<<<<
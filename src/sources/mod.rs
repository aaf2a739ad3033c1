pub mod youtube;

use async_trait::async_trait;
use tracing::debug;

use crate::{audio::queue::Track, error::BotError};

pub use youtube::YtDlpResolver;

/// Convierte una referencia del usuario en uno o más items reproducibles
#[cfg_attr(test, mockall::automock)]
#[async_trait]
pub trait MediaResolver: Send + Sync {
    /// Resuelve una URL (o búsqueda) sin reintentos
    async fn resolve(&self, query: &str) -> Result<Resolved, BotError>;
}

/// Raw item as reported by the resolver; either field may be missing.
#[derive(Debug, Clone, Default, PartialEq, Eq)]
pub struct Candidate {
    pub locator: Option<String>,
    pub title: Option<String>,
}

impl Candidate {
    #[cfg(test)]
    pub fn new(locator: impl Into<String>, title: impl Into<String>) -> Self {
        Self {
            locator: Some(locator.into()),
            title: Some(title.into()),
        }
    }

    /// Solo produce un Track si hay locator y título no vacíos
    pub fn into_track(self) -> Option<Track> {
        let locator = self.locator.filter(|l| !l.trim().is_empty())?;
        let title = self.title.filter(|t| !t.trim().is_empty())?;
        Some(Track::new(locator, title))
    }
}

#[derive(Debug, Clone, PartialEq, Eq)]
pub enum Resolved {
    Single(Candidate),
    /// Entries in resolver order; `None` for entries the resolver could not
    /// extract at all.
    Playlist(Vec<Option<Candidate>>),
}

#[derive(Debug, Clone, Copy, PartialEq, Eq)]
pub enum BatchKind {
    Single,
    Playlist,
}

/// Tracks ready for enqueueing, plus how many playlist entries were dropped.
#[derive(Debug, Clone, PartialEq, Eq)]
pub struct ResolvedBatch {
    pub kind: BatchKind,
    pub tracks: Vec<Track>,
    pub dropped: usize,
}

impl Resolved {
    /// Validates candidates into tracks.
    ///
    /// A single item must be complete. Playlist entries missing a locator or a
    /// title are dropped, keeping the relative order of the rest. A playlist
    /// with nothing playable yields an empty batch, not an error.
    pub fn into_batch(self) -> Result<ResolvedBatch, BotError> {
        match self {
            Resolved::Single(candidate) => {
                let track = candidate
                    .into_track()
                    .ok_or_else(|| BotError::Resolution("el resultado no tiene URL o título".into()))?;
                Ok(ResolvedBatch {
                    kind: BatchKind::Single,
                    tracks: vec![track],
                    dropped: 0,
                })
            }
            Resolved::Playlist(entries) => {
                let total = entries.len();
                let tracks: Vec<Track> = entries
                    .into_iter()
                    .flatten()
                    .filter_map(Candidate::into_track)
                    .collect();
                let dropped = total - tracks.len();

                if dropped > 0 {
                    debug!("🗑️ Playlist: {} de {} entradas descartadas", dropped, total);
                }

                Ok(ResolvedBatch {
                    kind: BatchKind::Playlist,
                    tracks,
                    dropped,
                })
            }
        }
    }
}
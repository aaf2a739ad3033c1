//! Liveness probe for hosting platforms.
//!
//! `GET /` answers 200 so an external monitor considers the process alive.
//! It carries no application state.

use anyhow::Result;
use axum::{routing::get, Router};
use std::net::SocketAddr;
use tokio_util::sync::CancellationToken;
use tracing::info;

use crate::{config::Config, sources::YtDlpResolver};

const ALIVE: &str = "🎵 Open Jukebox está en línea";

pub fn router() -> Router {
    Router::new().route("/", get(|| async { ALIVE }))
}

/// Sirve el endpoint de liveness hasta que se cancele el token
pub async fn serve(addr: SocketAddr, shutdown: CancellationToken) -> Result<()> {
    let listener = tokio::net::TcpListener::bind(addr).await?;
    info!("💓 Liveness escuchando en http://{}", listener.local_addr()?);

    axum::serve(listener, router())
        .with_graceful_shutdown(async move { shutdown.cancelled().await })
        .await?;

    info!("💓 Liveness detenido");
    Ok(())
}

/// `--health-check`: verifica que el resolver pueda ejecutarse
pub async fn health_check(config: &Config) -> Result<()> {
    let version = YtDlpResolver::new(config).verify().await?;
    info!("✅ yt-dlp versión: {}", version);
    println!("OK");
    Ok(())
}

#[cfg(test)]
mod tests {
    use super::*;
    use axum::{
        body::{to_bytes, Body},
        http::{Request, StatusCode},
    };
    use tower::ServiceExt;

    #[tokio::test]
    async fn test_root_answers_ok() {
        let response = router()
            .oneshot(Request::builder().uri("/").body(Body::empty()).unwrap())
            .await
            .unwrap();

        assert_eq!(response.status(), StatusCode::OK);
        let body = to_bytes(response.into_body(), usize::MAX).await.unwrap();
        assert_eq!(body, ALIVE.as_bytes());
    }

    #[tokio::test]
    async fn test_unknown_path_is_not_found() {
        let response = router()
            .oneshot(Request::builder().uri("/metrics").body(Body::empty()).unwrap())
            .await
            .unwrap();

        assert_eq!(response.status(), StatusCode::NOT_FOUND);
    }
}
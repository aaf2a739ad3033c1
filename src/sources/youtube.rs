use anyhow::{Context, Result};
use async_process::Command;
use async_trait::async_trait;
use serde::Deserialize;
use tokio::sync::Semaphore;
use tracing::{debug, info, warn};
use url::Url;

use super::{Candidate, MediaResolver, Resolved};
use crate::{config::Config, error::BotError};

/// Resolver respaldado por el ejecutable yt-dlp
pub struct YtDlpResolver {
    binary: String,
    max_playlist_size: usize,
    // Limitar procesos concurrentes para evitar rate limiting
    rate_limiter: Semaphore,
}

/// Información extraída de yt-dlp (`--dump-single-json --flat-playlist`)
#[derive(Debug, Deserialize)]
struct YtDlpInfo {
    title: Option<String>,
    webpage_url: Option<String>,
    url: Option<String>,
    entries: Option<Vec<Option<YtDlpEntry>>>,
}

#[derive(Debug, Deserialize)]
struct YtDlpEntry {
    title: Option<String>,
    webpage_url: Option<String>,
    url: Option<String>,
}

impl YtDlpEntry {
    fn into_candidate(self) -> Candidate {
        Candidate {
            locator: self.webpage_url.or(self.url),
            title: self.title,
        }
    }
}

impl YtDlpResolver {
    pub fn new(config: &Config) -> Self {
        Self {
            binary: config.ytdlp_path.clone(),
            max_playlist_size: config.max_playlist_size,
            rate_limiter: Semaphore::new(3),
        }
    }

    /// Verifica que yt-dlp pueda ejecutarse y devuelve su versión
    pub async fn verify(&self) -> Result<String> {
        let output = Command::new(&self.binary)
            .arg("--version")
            .output()
            .await
            .with_context(|| format!("no se pudo ejecutar {}", self.binary))?;

        if !output.status.success() {
            anyhow::bail!("{} --version terminó con {}", self.binary, output.status);
        }

        Ok(String::from_utf8_lossy(&output.stdout).trim().to_string())
    }

    async fn dump_json(&self, target: &str) -> Result<String> {
        let _permit = self.rate_limiter.acquire().await?;

        debug!("📊 Obteniendo info de: {}", target);

        let output = Command::new(&self.binary)
            .args([
                "--flat-playlist",
                "--dump-single-json",
                "--no-warnings",
                "--playlist-end",
                &self.max_playlist_size.to_string(),
                target,
            ])
            .output()
            .await
            .context("Error al ejecutar yt-dlp")?;

        if !output.status.success() {
            let error = String::from_utf8_lossy(&output.stderr);
            anyhow::bail!("yt-dlp error: {}", error.trim());
        }

        Ok(String::from_utf8_lossy(&output.stdout).into_owned())
    }
}

#[async_trait]
impl MediaResolver for YtDlpResolver {
    async fn resolve(&self, query: &str) -> Result<Resolved, BotError> {
        let search = !is_http_url(query);
        let target = if search {
            format!("ytsearch1:{query}")
        } else {
            query.to_string()
        };

        info!("🔍 Resolviendo: {}", target);

        let stdout = self.dump_json(&target).await.map_err(|e| {
            warn!("❌ yt-dlp falló para {}: {:#}", target, e);
            BotError::Resolution(e.to_string())
        })?;

        classify(&stdout, query, search)
    }
}

/// Convierte la salida JSON de yt-dlp en un resultado único o una playlist
fn classify(json: &str, query: &str, search: bool) -> Result<Resolved, BotError> {
    let info: YtDlpInfo = serde_json::from_str(json)
        .map_err(|e| BotError::Resolution(format!("respuesta de yt-dlp inválida: {e}")))?;

    match info.entries {
        // Una búsqueda devuelve una "playlist" de un solo resultado
        Some(entries) if search => entries
            .into_iter()
            .flatten()
            .next()
            .map(|entry| Resolved::Single(entry.into_candidate()))
            .ok_or_else(|| BotError::Resolution(format!("sin resultados para '{query}'"))),
        Some(entries) => Ok(Resolved::Playlist(
            entries
                .into_iter()
                .map(|entry| entry.map(YtDlpEntry::into_candidate))
                .collect(),
        )),
        None => Ok(Resolved::Single(Candidate {
            locator: info
                .webpage_url
                .or(info.url)
                .or_else(|| Some(query.to_string())),
            title: info.title,
        })),
    }
}

/// Verifica si el argumento es una URL http(s) y no una búsqueda
pub fn is_http_url(query: &str) -> bool {
    Url::parse(query)
        .map(|url| matches!(url.scheme(), "http" | "https") && url.host_str().is_some())
        .unwrap_or(false)
}
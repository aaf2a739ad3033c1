use dashmap::DashMap;
use serenity::{
    http::Http,
    model::id::{ChannelId, GuildId},
};
use std::sync::Arc;
use tokio::sync::mpsc;
use tracing::{debug, error};

use crate::{audio::player::PlaybackEvent, ui::messages};

/// Último canal de texto desde el que cada guild envió un comando
#[derive(Debug, Default)]
pub struct AnnounceChannels {
    channels: DashMap<GuildId, ChannelId>,
}

impl AnnounceChannels {
    pub fn remember(&self, guild_id: GuildId, channel_id: ChannelId) {
        self.channels.insert(guild_id, channel_id);
    }

    pub fn target(&self, event: &PlaybackEvent) -> Option<ChannelId> {
        self.channels.get(&event.guild_id()).map(|c| *c)
    }
}

/// Publica en el chat los eventos de reproducción hasta que se cierre el canal
pub async fn announce_playback_events(
    http: Arc<Http>,
    channels: Arc<AnnounceChannels>,
    mut events: mpsc::UnboundedReceiver<PlaybackEvent>,
) {
    while let Some(event) = events.recv().await {
        let Some(channel_id) = channels.target(&event) else {
            debug!("Sin canal de anuncios para guild {}", event.guild_id());
            continue;
        };

        if let Err(e) = channel_id.say(&http, messages::playback_event(&event)).await {
            error!("Error al enviar anuncio en guild {}: {:?}", event.guild_id(), e);
        }
    }
}
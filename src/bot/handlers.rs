use async_trait::async_trait;
use serenity::model::id::{ChannelId, GuildId};
use std::sync::Arc;
use tracing::{info, warn};

use crate::{
    audio::player::QueueManager,
    bot::commands::Command,
    error::{BotError, BotResult},
    sources::MediaResolver,
    ui::messages,
};

/// Conexiones de voz del gateway de chat, por guild
#[cfg_attr(test, mockall::automock)]
#[async_trait]
pub trait VoiceGateway: Send + Sync {
    async fn is_connected(&self, guild_id: GuildId) -> bool;

    async fn join(&self, guild_id: GuildId, channel_id: ChannelId) -> BotResult<()>;

    async fn leave(&self, guild_id: GuildId) -> BotResult<()>;
}

/// Inbound chat event, already stripped of gateway specifics.
#[derive(Debug, Clone)]
pub struct InboundMessage {
    pub guild_id: GuildId,
    pub author_voice_channel: Option<ChannelId>,
    pub content: String,
}

/// Classifies commands, checks their preconditions and drives the
/// [`QueueManager`]. Every recognized command produces exactly one reply.
pub struct CommandRouter {
    prefix: String,
    preview_len: usize,
    player: Arc<QueueManager>,
    resolver: Arc<dyn MediaResolver>,
    voice: Arc<dyn VoiceGateway>,
}

impl CommandRouter {
    pub fn new(
        prefix: impl Into<String>,
        preview_len: usize,
        player: Arc<QueueManager>,
        resolver: Arc<dyn MediaResolver>,
        voice: Arc<dyn VoiceGateway>,
    ) -> Self {
        Self {
            prefix: prefix.into(),
            preview_len,
            player,
            resolver,
            voice,
        }
    }

    pub fn prefix(&self) -> &str {
        &self.prefix
    }

    /// Devuelve la respuesta para el chat, o `None` si no es un comando
    pub async fn dispatch(&self, message: &InboundMessage) -> Option<String> {
        let command = Command::parse(&self.prefix, &message.content)?;

        info!("📝 Comando {}{} en guild {}", self.prefix, command.name(), message.guild_id);

        let reply = match self.execute(command, message).await {
            Ok(reply) => reply,
            Err(e) => {
                warn!("Comando fallido en guild {}: {}", message.guild_id, e);
                messages::error_text(&e, &self.prefix)
            }
        };

        Some(reply)
    }

    async fn execute(&self, command: Command, message: &InboundMessage) -> BotResult<String> {
        let guild_id = message.guild_id;

        match command {
            Command::Join => self.handle_join(guild_id, message.author_voice_channel).await,
            Command::Play(argument) => {
                self.handle_play(guild_id, message.author_voice_channel, &argument)
                    .await
            }
            Command::Queue => {
                let peek = self.player.peek(guild_id, self.preview_len).await;
                Ok(messages::queue_listing(&peek))
            }
            Command::Skip => Ok(messages::skipped(self.player.skip(guild_id).await)),
            Command::Leave => self.handle_leave(guild_id).await,
            Command::Help => Ok(messages::help(&self.prefix)),
        }
    }

    async fn handle_join(&self, guild_id: GuildId, author_channel: Option<ChannelId>) -> BotResult<String> {
        let channel_id = author_channel.ok_or(BotError::NoUserVoiceChannel)?;

        if self.voice.is_connected(guild_id).await {
            return Err(BotError::AlreadyConnected);
        }

        self.voice.join(guild_id, channel_id).await?;
        self.player.open_session(guild_id);

        info!("🔊 Conectado al canal de voz {} en guild {}", channel_id, guild_id);
        Ok(messages::connected(&format!("<#{channel_id}>")))
    }

    async fn handle_play(
        &self,
        guild_id: GuildId,
        author_channel: Option<ChannelId>,
        argument: &str,
    ) -> BotResult<String> {
        author_channel.ok_or(BotError::NoUserVoiceChannel)?;

        // Leído antes de comprobar la conexión: un leave posterior lo invalida
        let epoch = self.player.epoch(guild_id).await;
        if !self.voice.is_connected(guild_id).await {
            return Err(BotError::ActiveVoiceRequired);
        }

        if argument.is_empty() {
            return Err(BotError::MissingUrl);
        }

        // La resolución corre fuera del lock de la sesión
        let batch = self.resolver.resolve(argument).await?.into_batch()?;
        let reply = messages::added(&batch);

        self.player.enqueue(guild_id, epoch, batch.tracks).await?;

        match self.player.maybe_start(guild_id).await {
            Ok(_) => Ok(reply),
            Err(e) => Ok(format!("{reply}\n{}", messages::error_text(&e, &self.prefix))),
        }
    }

    async fn handle_leave(&self, guild_id: GuildId) -> BotResult<String> {
        if !self.voice.is_connected(guild_id).await {
            return Err(BotError::NotConnected);
        }

        self.player.clear_and_stop(guild_id).await;
        self.voice.leave(guild_id).await?;

        info!("👋 Desconectado del canal de voz en guild {}", guild_id);
        Ok(messages::left())
    }
}
//! Input/output helpers.
//!
//! - CSV ingest + validation of the three input tables (`ingest`)
//! - per-index forward-rate tables, write and read back (`export`)
//! - JSON run summary (`summary`)

pub mod export;
pub mod ingest;
pub mod summary;

pub use export::*;
pub use ingest::*;
pub use summary::*;
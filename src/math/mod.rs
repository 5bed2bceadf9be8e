//! Numerical primitives: as-of lookup and centered rolling statistics.

pub mod asof;
pub mod rolling;

pub use asof::*;
pub use rolling::*;
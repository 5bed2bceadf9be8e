//! Domain types used throughout the pipeline.
//!
//! This module defines:
//!
//! - the analysed indices and input conventions (`IndexCode`, `RateUnit`)
//! - typed input rows (`ContractObservation`, `ShortRateObservation`, `DividendRecord`)
//! - computed outputs (`ForwardRateRow`)
//! - run configuration (`RunConfig`, `FilterParams`)

pub mod types;

pub use types::*;
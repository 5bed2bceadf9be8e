//! Reference validation of persisted spreads.
//!
//! Compares each index's persisted spread (bps) against an externally
//! produced reference series on the intersecting dates:
//!
//! - date-range overlap
//! - Pearson correlation and RMSE over paired finite values (need >= 2 pairs)
//! - strictly increasing persisted date index (no duplicates)

use std::collections::{BTreeMap, HashMap};
use std::fs::File;
use std::path::{Path, PathBuf};

use chrono::NaiveDate;
use serde::Serialize;

use crate::domain::IndexCode;
use crate::error::PipelineError;
use crate::io::export::PersistedForwardRate;
use crate::io::ingest::{build_header_map, cell, parse_date, parse_opt_f64};

/// A reference spread file: one date column followed by named spread columns.
#[derive(Debug, Clone, Default)]
pub struct ReferenceTable {
    pub path: PathBuf,
    dates: Vec<NaiveDate>,
    /// Keyed by lowercased header name.
    columns: HashMap<String, Vec<Option<f64>>>,
}

impl ReferenceTable {
    pub fn is_empty(&self) -> bool {
        self.dates.is_empty()
    }

    /// Dated values of `column` (case-insensitive), missing cells skipped.
    pub fn series(&self, column: &str) -> Option<Vec<(NaiveDate, f64)>> {
        let values = self.columns.get(&column.to_ascii_lowercase())?;
        Some(
            self.dates
                .iter()
                .zip(values)
                .filter_map(|(d, v)| v.filter(|x| x.is_finite()).map(|x| (*d, x)))
                .collect(),
        )
    }
}

/// Load a reference spread CSV. The first column is the date whatever its header.
pub fn load_reference_spreads(path: &Path) -> Result<ReferenceTable, PipelineError> {
    if !path.exists() {
        return Err(PipelineError::MissingInput {
            path: path.to_path_buf(),
        });
    }
    let read_err = |source: csv::Error| PipelineError::Read {
        path: path.to_path_buf(),
        source,
    };

    let file = File::open(path).map_err(|e| read_err(e.into()))?;
    let mut reader = csv::ReaderBuilder::new()
        .trim(csv::Trim::All)
        .flexible(true)
        .from_reader(file);
    let headers = reader.headers().map_err(read_err)?.clone();
    let header_map = build_header_map(&headers);

    let value_columns: Vec<(String, usize)> = header_map
        .iter()
        .filter(|(_, idx)| **idx != 0)
        .map(|(name, idx)| (name.clone(), *idx))
        .collect();

    let mut table = ReferenceTable {
        path: path.to_path_buf(),
        ..ReferenceTable::default()
    };
    for (name, _) in &value_columns {
        table.columns.insert(name.clone(), Vec::new());
    }

    for record in reader.records() {
        let record = record.map_err(read_err)?;
        let Some(Ok(date)) = cell(&record, 0).map(parse_date) else {
            continue;
        };
        table.dates.push(date);
        for (name, idx) in &value_columns {
            if let Some(values) = table.columns.get_mut(name) {
                values.push(parse_opt_f64(cell(&record, *idx)));
            }
        }
    }

    if table.is_empty() {
        return Err(PipelineError::EmptyInput {
            path: path.to_path_buf(),
        });
    }
    Ok(table)
}

#[derive(Debug, Clone, Copy, PartialEq)]
pub struct ValidationThresholds {
    pub min_correlation: f64,
    /// Strict upper bound, bps.
    pub max_rmse: f64,
}

impl Default for ValidationThresholds {
    fn default() -> Self {
        Self {
            min_correlation: 0.95,
            max_rmse: 5.0,
        }
    }
}

#[derive(Debug, Clone, PartialEq, Serialize)]
#[serde(tag = "status", content = "reason", rename_all = "lowercase")]
pub enum ValidationStatus {
    Pass,
    Fail(String),
    Skipped(String),
}

#[derive(Debug, Clone, PartialEq, Serialize)]
pub struct IndexValidation {
    pub index: IndexCode,
    pub overlap: bool,
    pub paired: usize,
    pub correlation: Option<f64>,
    pub rmse: Option<f64>,
    pub dates_strictly_increasing: bool,
    pub status: ValidationStatus,
}

/// Validate one index's persisted rows against its reference series.
pub fn validate_index(
    index: IndexCode,
    computed: &[PersistedForwardRate],
    reference: Option<&[(NaiveDate, f64)]>,
    thresholds: &ValidationThresholds,
) -> IndexValidation {
    let dates: Vec<NaiveDate> = computed.iter().map(|r| r.date).collect();
    let mut out = IndexValidation {
        index,
        overlap: false,
        paired: 0,
        correlation: None,
        rmse: None,
        dates_strictly_increasing: is_strictly_increasing(&dates),
        status: ValidationStatus::Pass,
    };

    let Some(reference) = reference else {
        out.status = ValidationStatus::Skipped(format!("no `{}` column in reference", index.reference_column()));
        return out;
    };

    out.overlap = ranges_overlap(&dates, reference);
    if !out.overlap {
        out.status = ValidationStatus::Skipped("no overlapping dates".to_string());
        return out;
    }

    let by_date: BTreeMap<NaiveDate, f64> = reference.iter().copied().collect();
    let (ours, theirs): (Vec<f64>, Vec<f64>) = computed
        .iter()
        .filter_map(|r| {
            let ours = r.spread_bps.filter(|v| v.is_finite())?;
            by_date.get(&r.date).map(|theirs| (ours, *theirs))
        })
        .unzip();

    out.paired = ours.len();
    out.correlation = pearson(&ours, &theirs);
    out.rmse = rmse(&ours, &theirs);

    let mut problems = Vec::new();
    if !out.dates_strictly_increasing {
        problems.push("date index is not strictly increasing".to_string());
    }
    match out.correlation {
        Some(c) if c >= thresholds.min_correlation => {}
        Some(c) => problems.push(format!("correlation {c:.4} < {:.4}", thresholds.min_correlation)),
        None => problems.push(format!("correlation undefined over {} pairs", out.paired)),
    }
    match out.rmse {
        Some(e) if e < thresholds.max_rmse => {}
        Some(e) => problems.push(format!("RMSE {e:.4} >= {:.4}", thresholds.max_rmse)),
        None => problems.push(format!("RMSE undefined over {} pairs", out.paired)),
    }
    if !problems.is_empty() {
        out.status = ValidationStatus::Fail(problems.join("; "));
    }
    out
}

pub fn is_strictly_increasing(dates: &[NaiveDate]) -> bool {
    dates.windows(2).all(|w| w[0] < w[1])
}

fn ranges_overlap(dates: &[NaiveDate], reference: &[(NaiveDate, f64)]) -> bool {
    let (Some(a0), Some(a1)) = (dates.iter().min(), dates.iter().max()) else {
        return false;
    };
    let (Some(b0), Some(b1)) = (reference.iter().map(|r| r.0).min(), reference.iter().map(|r| r.0).max()) else {
        return false;
    };
    *a0 <= b1 && b0 <= *a1
}

/// Pearson correlation; `None` with fewer than two pairs or a constant side.
pub fn pearson(x: &[f64], y: &[f64]) -> Option<f64> {
    let n = x.len().min(y.len());
    if n < 2 {
        return None;
    }
    let mx = x[..n].iter().sum::<f64>() / n as f64;
    let my = y[..n].iter().sum::<f64>() / n as f64;
    let (mut sxy, mut sxx, mut syy) = (0.0, 0.0, 0.0);
    for (a, b) in x[..n].iter().zip(&y[..n]) {
        let (dx, dy) = (a - mx, b - my);
        sxy += dx * dy;
        sxx += dx * dx;
        syy += dy * dy;
    }
    if sxx == 0.0 || syy == 0.0 {
        return None;
    }
    Some(sxy / (sxx * syy).sqrt())
}

/// Root mean squared difference; `None` with fewer than two pairs.
pub fn rmse(x: &[f64], y: &[f64]) -> Option<f64> {
    let n = x.len().min(y.len());
    if n < 2 {
        return None;
    }
    let sse: f64 = x[..n].iter().zip(&y[..n]).map(|(a, b)| (a - b).powi(2)).sum();
    Some((sse / n as f64).sqrt())
}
>>>>
### Brief
Gather each line in the data that holds the string "mpsc".

### Final answer
use tokio::sync::mpsc;
    mut events: mpsc::UnboundedReceiver<PlaybackEvent>,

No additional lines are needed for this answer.